Objective: The precise role of iron in immune regulation especially in children vulnerable to iron deficiency is not fully known. Hence, this study was conducted to evaluate the effects of iron deficiency anemia (IDA) and its treatment with oral iron supplementation on cell-mediated immunity (CMI) and humoral immunity (HMI) in children. Materials and Methods: A total of 40 children (<15 years) with IDA and 40 age-matched healthy children after satisfying the inclusion criteria were enrolled for this case-control study. Flow cytometric evaluation of absolute and relative numbers of cluster of differentiation 4 (CD4) and CD8 (cluster of differentiation 8) lymphocyte subgroups was carried out to assess the CMI and serum Immunoglobulin G (IgG), Immunoglobulin A (IgA), Immunoglobulin M (IgM) were measured to assess the HMI at baseline and 3 months post oral iron supplementation. Results: Significantly lower levels (P < 0.05) of CD4+ T-cells and decreased CD4:CD8 ratios were observed in the iron deficient children. Iron supplementation significantly improved the CD4+ cell counts and CD4:CD8 ratios. However, immunoglobulin levels weren't different between the two groups.
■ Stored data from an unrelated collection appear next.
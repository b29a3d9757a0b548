//! Ellipse shape.
use rand::RngCore;

use crate::canvas::{DrawnElement, Geometry, Paint};
use crate::error::Result;
use crate::shape::{DrawParams, ShapeDraw};
use crate::style::StyleSampler;

/// Ellipse with a fixed 2:1 aspect: radii `size / 2` and `size / 4`.
#[derive(Clone, Copy, Debug, Default, PartialEq, Eq)]
pub struct Ellipse;

impl ShapeDraw for Ellipse {
    fn draw(
        &self,
        style: &StyleSampler<'_>,
        params: DrawParams,
        rng: &mut dyn RngCore,
    ) -> Result<DrawnElement> {
        let fill = style.fill(rng)?;
        let opacity = style.opacity(rng)?;
        let element = DrawnElement::new(
            Geometry::Ellipse {
                center: params.center,
                rx: params.size / 2.0,
                ry: params.size / 4.0,
            },
            Paint::fill(fill, opacity),
        );
        Ok(element.rotated(params.rotation, params.center))
    }
}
Conclusions: Although IDA did not influence HMI, it significantly impaired CMI, which was improved following iron supplementation for 3 months.

Keywords: Cell-mediated immunity, flow cytometry, humoral immunity, iron deficiency anemia


How to cite this article:
Das I, Saha K, Mukhopadhyay D, Roy S, Raychaudhuri G, Chatterjee M, Mitra PK. Impact of iron deficiency anemia on cell-mediated and humoral immunity in children: A case control study. J Nat Sc Biol Med 2014;5:158-63

How to cite this URL:
Das I, Saha K, Mukhopadhyay D, Roy S, Raychaudhuri G, Chatterjee M, Mitra PK. Impact of iron deficiency anemia on cell-mediated and humoral immunity in children: A case control study. J Nat Sc Biol Med [serial online] 2014 [cited 2020 Jan 29];5:158-63. Available from: http://www.jnsbm.org/text.asp?2014/5/1/158/127317


   Introduction Top


Anemia is the most common nutritional disorder in the world mostly associated with iron deficiency (ID). [1] Children and women in the reproductive age group are especially vulnerable to ID. The significance of iron as an essential micronutrient is well-recognized and a variety of systemic, non-hematological effects of ID are known. [2] Iron is necessary for normal development of the immune system. Its deficiency affects the capacity to have an adequate immune response as it is necessary for immune cell proliferation and the generation of specific response to infection. [3] Despite proven reversible functional immunological defects, a clinically important relationship between states of ID and susceptibility to infections remain controversial. [4] Both ID and overload have negative effects on immune function; a balanced iron homeostasis is central to determining susceptibility toward and the fate of an infection. [5] Both experimental, and some clinical studies have emphasized the importance of iron in the integrity of the immune system especially the innate immunity (decreased bactericidal effect and respiratory burst of neutrophils) and the cellular component system of cell-mediated immunity (CMI) (decreased lymphocyte proliferation and delayed hypersensitivity responses). [3],[4] Though, the circulating levels of total T-lymphocytes and their helper and cytotoxic subsets in ID have been investigated by many groups, [4],[6],[7],[8],[9] very few studies have been carried out in children. [10],[11] The effects of ID on humoral immunity (HMI) remain controversial. Some reports indicate iron depletion may be responsible for decreased HMI while others did not report any change in serum immunoglobulin in iron deficiency anemia (IDA). [4],[6],[12],[13] We therefore, designed this study to establish the altered status of these parameters in iron deficient children at baseline and at 3 months post iron supplementation therapy.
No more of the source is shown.